Related: Personal Loan Interest Rates (And How to Pay Less)

Myth #3: You can walk away from unsecured loans

One “advantage” of personal loans often touted in articles like this is that personal loans don’t require collateral. “Collateral” is any asset, like a car, boat or home, that the lender can repossess and liquidate if you don’t repay your loan. Personal loans are only backed by your promise to repay.

However, there are consequences to breaking that promise. Lenders can send your account to a collection agency. They can sue you and obtain a judgment. And once they have a judgment, they may be able to garnish your wages, place a lien on your home or empty your bank account. That’s up to your state laws and the judge.

Related: What Is a Personal Loan, Unsecured Loan, or Signature Loan?

Myth #4: Personal loans are hard to get

Actually, personal loans are much easier to apply for and receive than most kinds of financing. Spend a few hours in an auto dealership with the financing desk and you’ll see how punishing the process can be. But you can apply for personal loans online. The form is usually short. You’ll authorize a credit check and have your money in days or even hours.

Expect to pay higher fees for faster processing. If you have available credit, like credit cards, you may be able to save by using them for immediate needs. Then get a personal loan with the lowest available interest rate. And pay off the card before you incur interest charges.

Related: Personal Business Loans (How to Choose and Apply)

Myth #5: Personal loans hurt your credit score

Some consumers believe that any debt will cause their FICO score to decrease. That’s probably because a new account drops the average age of your accounts, and inquiries for credit applications do temporarily cause your score to fall by about five points. If you have several maxed-out credit cards and then you add a personal loan for a vacation to the mix, your FICO is likely to head south because you are already carrying a lot of debt and then adding more.

However, if you use a personal loan to pay off those maxed-out credit cards, you can increase your score — and do it fairly quickly. That’s because credit scoring models count installment debt like personal loans differently then they do revolving debt like credit cards. When your credit card balances are high compared to your credit limits, your FICO takes a hit. Carrying balances exceeding 30% of your credit limits usually pulls your score down.

But when you use a personal loan to pay off your credit cards, that percentage, called your “utilization ratio” drops to zero. Refrain from carrying credit card balances once you have shifted that debt to an installment loan, and your finances and credit score will get healthier every month.

And if you have very little information on your credit report, a personal loan can also increase your score.
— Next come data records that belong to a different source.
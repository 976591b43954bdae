//! Public parser entry point.

use std::collections::BTreeMap;

use adoc_model::{Document, Element};

use crate::block::BlockParser;
use crate::error::ParseError;
use crate::include::IncludeExpander;
use crate::inline::parse_inline;
use crate::reader::Reader;
use crate::resolver::ParserContext;
use crate::substitution::substitute;

/// Default limit for nested includes.
pub const DEFAULT_MAX_INCLUDE_DEPTH: usize = 64;

/// AsciiDoc parser.
///
/// A parser holds configuration only. Every [`parse`](Self::parse) call gets
/// its own cursor, so one instance can be shared across threads.
#[derive(Clone, Debug)]
pub struct Parser {
    attributes: BTreeMap<String, String>,
    max_include_depth: usize,
}

impl Parser {
    pub fn new() -> Self {
        Self {
            attributes: BTreeMap::new(),
            max_include_depth: DEFAULT_MAX_INCLUDE_DEPTH,
        }
    }

    /// Attributes available to `{name}` references and include targets.
    ///
    /// Attribute entries in the document do not override these.
    #[must_use]
    pub fn with_attributes(mut self, attributes: BTreeMap<String, String>) -> Self {
        self.attributes = attributes;
        self
    }

    #[must_use]
    pub fn with_attribute(mut self, name: impl Into<String>, value: impl Into<String>) -> Self {
        self.attributes.insert(name.into(), value.into());
        self
    }

    #[must_use]
    pub fn with_max_include_depth(mut self, depth: usize) -> Self {
        self.max_include_depth = depth;
        self
    }

    pub fn attributes(&self) -> &BTreeMap<String, String> {
        &self.attributes
    }

    /// Parse `source` into a document.
    ///
    /// Includes are resolved through the context's resolver before block
    /// parsing starts.
    pub fn parse(&self, source: &str, context: &ParserContext<'_>) -> Result<Document, ParseError> {
        let lines = IncludeExpander::new(
            context.resolver(),
            self.max_include_depth,
            self.attributes.clone(),
        )
        .expand_source(source)?;

        let mut reader = Reader::new(lines);
        let mut blocks = BlockParser::new(self.attributes.clone());
        let header = blocks.parse_header(&mut reader)?;
        let body = blocks.parse_blocks(&mut reader, None)?;
        tracing::debug!(elements = body.len(), "Parsed document");
        Ok(Document { header, body })
    }

    /// Parse inline markup only. Never fails: unmatched markup stays literal.
    pub fn parse_inline(&self, text: &str) -> Vec<Element> {
        parse_inline(&substitute(text, &self.attributes))
    }
}

impl Default for Parser {
    fn default() -> Self {
        Self::new()
    }
}
#[derive(Clone, Copy, Debug, PartialEq, Eq)]
#[cfg_attr(feature = "serde", derive(serde::Serialize, serde::Deserialize))]
pub struct ColumnSpec {
    /// Relative width weight.
    pub width: u32,
    pub style: CellStyle,
}

impl Default for ColumnSpec {
    fn default() -> Self {
        Self {
            width: 1,
            style: CellStyle::Default,
        }
    }
}

#[derive(Clone, Debug, PartialEq)]
#[cfg_attr(feature = "serde", derive(serde::Serialize, serde::Deserialize))]
pub struct TableCell {
    pub children: Vec<Element>,
    pub style: CellStyle,
}

#[derive(Clone, Debug, PartialEq)]
#[cfg_attr(feature = "serde", derive(serde::Serialize, serde::Deserialize))]
pub struct TableRow {
    pub cells: Vec<TableCell>,
    pub header: bool,
}

#[derive(Clone, Debug, PartialEq)]
#[cfg_attr(feature = "serde", derive(serde::Serialize, serde::Deserialize))]
pub struct Table {
    pub columns: Vec<ColumnSpec>,
    pub rows: Vec<TableRow>,
    pub options: Options,
}

#[derive(Clone, Debug, PartialEq)]
#[cfg_attr(feature = "serde", derive(serde::Serialize, serde::Deserialize))]
pub struct Quote {
    pub attribution: Option<String>,
    pub citetitle: Option<String>,
    pub children: Vec<Element>,
    pub options: Options,
}

/// `--` open block or `====` example block (style `example`).
#[derive(Clone, Debug, Default, PartialEq)]
#[cfg_attr(feature = "serde", derive(serde::Serialize, serde::Deserialize))]
pub struct OpenBlock {
    pub children: Vec<Element>,
    pub options: Options,
}

/// Raw content emitted without escaping.
#[derive(Clone, Debug, PartialEq, Eq)]
#[cfg_attr(feature = "serde", derive(serde::Serialize, serde::Deserialize))]
pub struct PassthroughBlock {
    pub content: String,
    pub options: Options,
}

#[derive(Clone, Debug, PartialEq)]
#[cfg_attr(feature = "serde", derive(serde::Serialize, serde::Deserialize))]
pub struct ConditionalBlock {
    pub condition: Condition,
    pub children: Vec<Element>,
    pub options: Options,
}

/// Attribute node.
///
/// `Set` and `Unset` come from body attribute entries (`:name: value`,
/// `:name!:`) and change the running attributes for the nodes that follow.
/// `Reference` is an inline `{name}` the parser could not substitute.
#[derive(Clone, Debug, PartialEq, Eq)]
#[cfg_attr(feature = "serde", derive(serde::Serialize, serde::Deserialize))]
#[cfg_attr(feature = "serde", serde(tag = "op", rename_all = "snake_case"))]
pub enum Attribute {
    Set { name: String, value: String },
    Unset { name: String },
    Reference { name: String },
}

#[cfg(test)]
mod tests {
    use super::*;
    use pretty_assertions::assert_eq;

    fn section(level: usize, title: &str, children: Vec<Element>) -> Element {
        Element::Section(Section {
            level,
            title: vec![Element::text(title)],
            children,
            options: Options::new(),
        })
    }

    #[test]
    fn test_link_default_label() {
        let link = Link::new("https://example.com", Options::new());
        let Element::Text(label) = link.label.as_ref() else {
            panic!("expected text label");
        };
        assert_eq!(label.to_plain_string(), "https://example.com");
        assert_eq!(label.options.get("nowrap"), Some("true"));
    }

    #[test]
    fn test_walk_visits_in_document_order() {
        let doc = vec![
            section(
                2,
                "First",
                vec![Element::Paragraph(Paragraph {
                    children: vec![Element::text("a")],
                    options: Options::new(),
                })],
            ),
            section(2, "Second", vec![]),
        ];

        let mut kinds = Vec::new();
        walk_all(&doc, &mut |e| kinds.push(e.kind()));

        assert_eq!(
            kinds,
            vec![
                ElementKind::Section,
                ElementKind::Text,
                ElementKind::Paragraph,
                ElementKind::Text,
                ElementKind::Section,
                ElementKind::Text,
            ]
        );
    }

    #[test]
    fn test_walk_enters_inactive_conditionals() {
        let block = Element::ConditionalBlock(ConditionalBlock {
            condition: Condition::Ifdef("never".to_owned()),
            children: vec![section(2, "Hidden", vec![])],
            options: Options::new(),
        });

        let mut sections = 0;
        block.walk(&mut |e| {
            if e.kind() == ElementKind::Section {
                sections += 1;
            }
        });
        assert_eq!(sections, 1);
    }

    #[test]
    fn test_plain_text_flattens_styles() {
        let title = vec![
            Element::text("Hello "),
            Element::Text(Text::styled(
                vec![TextStyle::Bold],
                vec![Element::text("bold")],
                Options::new(),
            )),
            Element::Code(Code::inline(" code")),
        ];
        assert_eq!(plain_text(&title), "Hello bold code");
    }

    #[test]
    fn test_admonition_kind_labels() {
        for kind in [
            AdmonitionKind::Note,
            AdmonitionKind::Tip,
            AdmonitionKind::Important,
            AdmonitionKind::Caution,
            AdmonitionKind::Warning,
        ] {
            assert_eq!(AdmonitionKind::from_label(kind.label()), Some(kind));
        }
        assert_eq!(AdmonitionKind::from_label("note"), None);
    }
}
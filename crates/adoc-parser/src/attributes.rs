//! Attribute list parsing.
//!
//! Parses the content of `[...]` in block attribute lines and macros:
//! `[source#id.role%linenums,rust,title="Main, file",opts=header]`.

use adoc_model::Options;

/// Parse a block attribute list.
///
/// The first positional entry may use the `style#id.role%option` shorthand:
/// `source#main.lead,rust` gives `1=source`, `2=rust`, `id=main`, `role=lead`.
pub(crate) fn parse_block_attributes(content: &str) -> Options {
    parse(content, true)
}

/// Parse a macro attribute list such as the `[...]` of `link:url[...]`.
///
/// Without any `=` the whole content is the first positional attribute, so
/// labels may contain commas.
pub(crate) fn parse_macro_attributes(content: &str) -> Options {
    if content.is_empty() {
        return Options::new();
    }
    if !content.contains('=') {
        return Options::new().with("1", content.trim());
    }
    parse(content, false)
}

/// Parse a comma separated list without shorthand, as in `image:x.png[Alt,32,32]`.
pub(crate) fn parse_positional_attributes(content: &str) -> Options {
    parse(content, false)
}

fn parse(content: &str, shorthand: bool) -> Options {
    let mut entries: Vec<(String, String)> = Vec::new();
    let mut roles: Vec<String> = Vec::new();

    for (index, raw) in split_entries(content).into_iter().enumerate() {
        let entry = raw.trim();

        if let Some((key, value)) = parse_key_value(entry) {
            match key {
                "opts" | "options" => {
                    for option in value.split(',').map(str::trim).filter(|o| !o.is_empty()) {
                        entries.push((format!("{option}-option"), String::new()));
                    }
                }
                "role" => roles.extend(value.split_whitespace().map(str::to_owned)),
                _ => entries.push((key.to_owned(), value.to_owned())),
            }
            continue;
        }

        let position = (index + 1).to_string();
        if index == 0 && shorthand && !is_quoted(entry) {
            let parsed = Shorthand::parse(entry);
            if !parsed.style.is_empty() {
                entries.push((position, parsed.style.to_owned()));
            }
            if let Some(id) = parsed.id {
                entries.push(("id".to_owned(), id.to_owned()));
            }
            roles.extend(parsed.roles.iter().map(|r| (*r).to_owned()));
            for option in parsed.options {
                entries.push((format!("{option}-option"), String::new()));
            }
        } else if !entry.is_empty() {
            entries.push((position, unquote(entry).to_owned()));
        }
    }

    if !roles.is_empty() {
        entries.push(("role".to_owned(), roles.join(" ")));
    }
    entries.into_iter().collect()
}

/// `style#id.role1.role2%opt1%opt2`.
#[derive(Debug, Default, PartialEq, Eq)]
struct Shorthand<'a> {
    style: &'a str,
    id: Option<&'a str>,
    roles: Vec<&'a str>,
    options: Vec<&'a str>,
}

impl<'a> Shorthand<'a> {
    fn parse(entry: &'a str) -> Self {
        let mut shorthand = Self::default();
        let style_end = entry.find(['#', '.', '%']).unwrap_or(entry.len());
        shorthand.style = &entry[..style_end];

        let mut remaining = &entry[style_end..];
        while let Some(marker) = remaining.chars().next() {
            let rest = &remaining[1..];
            let end = rest.find(['#', '.', '%']).unwrap_or(rest.len());
            let value = &rest[..end];
            if !value.is_empty() {
                match marker {
                    '#' => shorthand.id = Some(value),
                    '.' => shorthand.roles.push(value),
                    _ => shorthand.options.push(value),
                }
            }
            remaining = &rest[end..];
        }
        shorthand
    }
}

/// Split on commas outside of quotes.
fn split_entries(content: &str) -> Vec<&str> {
    let mut entries = Vec::new();
    let mut quote: Option<char> = None;
    let mut start = 0;

    for (i, c) in content.char_indices() {
        match (quote, c) {
            (None, '"' | '\'') => quote = Some(c),
            (Some(q), _) if q == c => quote = None,
            (None, ',') => {
                entries.push(&content[start..i]);
                start = i + 1;
            }
            _ => {}
        }
    }
    if start < content.len() || content.ends_with(',') {
        entries.push(&content[start..]);
    }
    entries
}

/// Parse `key=value`, `key="value"` or `key='value'`.
fn parse_key_value(entry: &str) -> Option<(&str, &str)> {
    if is_quoted(entry) {
        return None;
    }
    let eq_pos = entry.find('=')?;
    let key = entry[..eq_pos].trim();
    if key.is_empty()
        || !key
            .chars()
            .all(|c| c.is_alphanumeric() || c == '-' || c == '_')
    {
        return None;
    }
    Some((key, unquote(entry[eq_pos + 1..].trim())))
}

fn is_quoted(value: &str) -> bool {
    value.len() >= 2
        && ((value.starts_with('"') && value.ends_with('"'))
            || (value.starts_with('\'') && value.ends_with('\'')))
}

fn unquote(value: &str) -> &str {
    if is_quoted(value) {
        &value[1..value.len() - 1]
    } else {
        value
    }
}
//! Section identifiers.
//!
//! A section without an explicit `[#id]` gets one derived from its title:
//! `idprefix` (default `_`), then the lower-cased title with whitespace
//! replaced by `idseparator` (default `_`) and other punctuation removed.
//! Repeated titles get `_2`, `_3`, ... appended.

use std::collections::HashSet;

use adoc_model::AttributeLookup;

const DEFAULT_PREFIX: &str = "_";
const DEFAULT_SEPARATOR: &str = "_";

/// Id derived from `title`, without deduplication.
pub(crate) fn id_for_title(title: &str, prefix: &str, separator: &str) -> String {
    let mut id = String::with_capacity(prefix.len() + title.len());
    id.push_str(prefix);
    for c in title.trim().chars().flat_map(char::to_lowercase) {
        if c.is_alphanumeric() || c == '_' {
            id.push(c);
        } else if c.is_whitespace() {
            id.push_str(separator);
        } else if separator.contains(c) {
            id.push(c);
        }
    }
    id
}

/// Hands out unique ids within one document.
#[derive(Debug)]
pub(crate) struct IdGenerator {
    prefix: String,
    separator: String,
    used: HashSet<String>,
}

impl IdGenerator {
    pub fn new(attributes: &dyn AttributeLookup) -> Self {
        Self {
            prefix: attributes
                .attribute("idprefix")
                .unwrap_or(DEFAULT_PREFIX)
                .to_owned(),
            separator: attributes
                .attribute("idseparator")
                .unwrap_or(DEFAULT_SEPARATOR)
                .to_owned(),
            used: HashSet::new(),
        }
    }

    /// Record an explicit id so generated ones do not collide with it.
    pub fn reserve(&mut self, id: &str) {
        self.used.insert(id.to_owned());
    }

    /// Unique id for a section titled `title`.
    pub fn generate(&mut self, title: &str) -> String {
        let base = id_for_title(title, &self.prefix, &self.separator);
        if self.used.insert(base.clone()) {
            return base;
        }
        let mut n = 2usize;
        loop {
            let candidate = format!("{base}_{n}");
            if self.used.insert(candidate.clone()) {
                return candidate;
            }
            n += 1;
        }
    }
}

#[cfg(test)]
mod tests {
    use super::*;
    use std::collections::BTreeMap;

    fn generator() -> IdGenerator {
        IdGenerator::new(&BTreeMap::new())
    }

    #[test]
    fn test_id_for_title() {
        assert_eq!(id_for_title("Foo", "_", "_"), "_foo");
        assert_eq!(id_for_title("Getting Started", "_", "_"), "_getting_started");
        assert_eq!(id_for_title("What's new?", "_", "_"), "_whats_new");
        assert_eq!(id_for_title("snake_case", "_", "_"), "_snake_case");
        assert_eq!(id_for_title("Café crème", "_", "_"), "_café_crème");
    }

    #[test]
    fn test_custom_prefix_and_separator() {
        assert_eq!(id_for_title("Getting Started", "", "-"), "getting-started");
        assert_eq!(id_for_title("a-b c", "sec-", "-"), "sec-a-b-c");
        assert_eq!(id_for_title("a-b c", "_", "_"), "_ab_c");
    }

    #[test]
    fn test_duplicates_are_numbered() {
        let mut ids = generator();
        assert_eq!(ids.generate("Intro"), "_intro");
        assert_eq!(ids.generate("Intro"), "_intro_2");
        assert_eq!(ids.generate("Intro"), "_intro_3");
    }

    #[test]
    fn test_reserved_ids_are_skipped() {
        let mut ids = generator();
        ids.reserve("_usage");
        assert_eq!(ids.generate("Usage"), "_usage_2");
    }

    #[test]
    fn test_attributes_configure_generator() {
        let attributes = BTreeMap::from([
            ("idprefix".to_owned(), String::new()),
            ("idseparator".to_owned(), "-".to_owned()),
        ]);
        let mut ids = IdGenerator::new(&attributes);
        assert_eq!(ids.generate("Quick Start"), "quick-start");
    }
}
That’s because you can be penalized for using too little credit as well as too much. Paying off a personal loan on time can add good credit history and raise your FICO score.

Related: Good Debt, Bad Debt (When Personal Loans Are a Good Choice)

Personal loan myths: who benefits from borrowing?

If you have a home equity line of credit already in place, it might be a better source of financing than a personal loan. Low-interest loans or grants from government or charitable organizations can be a great money source if you meet their eligibility requirements. And people with serious debt problems may need more help than a personal loan can offer — like debt management or credit counseling.

However, many other consumers find that personal loans are the best way to finance many things. Personal loans usually come with fixed rates that are substantially lower than credit card rates. So if you can get a lower interest rate, and afford a payment that will clear higher-interest debt, a personal loan can help get your finances back on track.

Personal loans beat credit cards for large purchases when their interest rates are lower. And fixed rates and payments make budgeting easier. You can use credit cards to get rewards or a low introductory rate, then pay them off with a personal loan before the higher interest kicks in.

If you don’t need a huge amount of cash, personal loans can be more economical than home equity loans, even if their interest rates are higher. It depends on the home equity loan setup costs, which can be similar to those of a mortgage.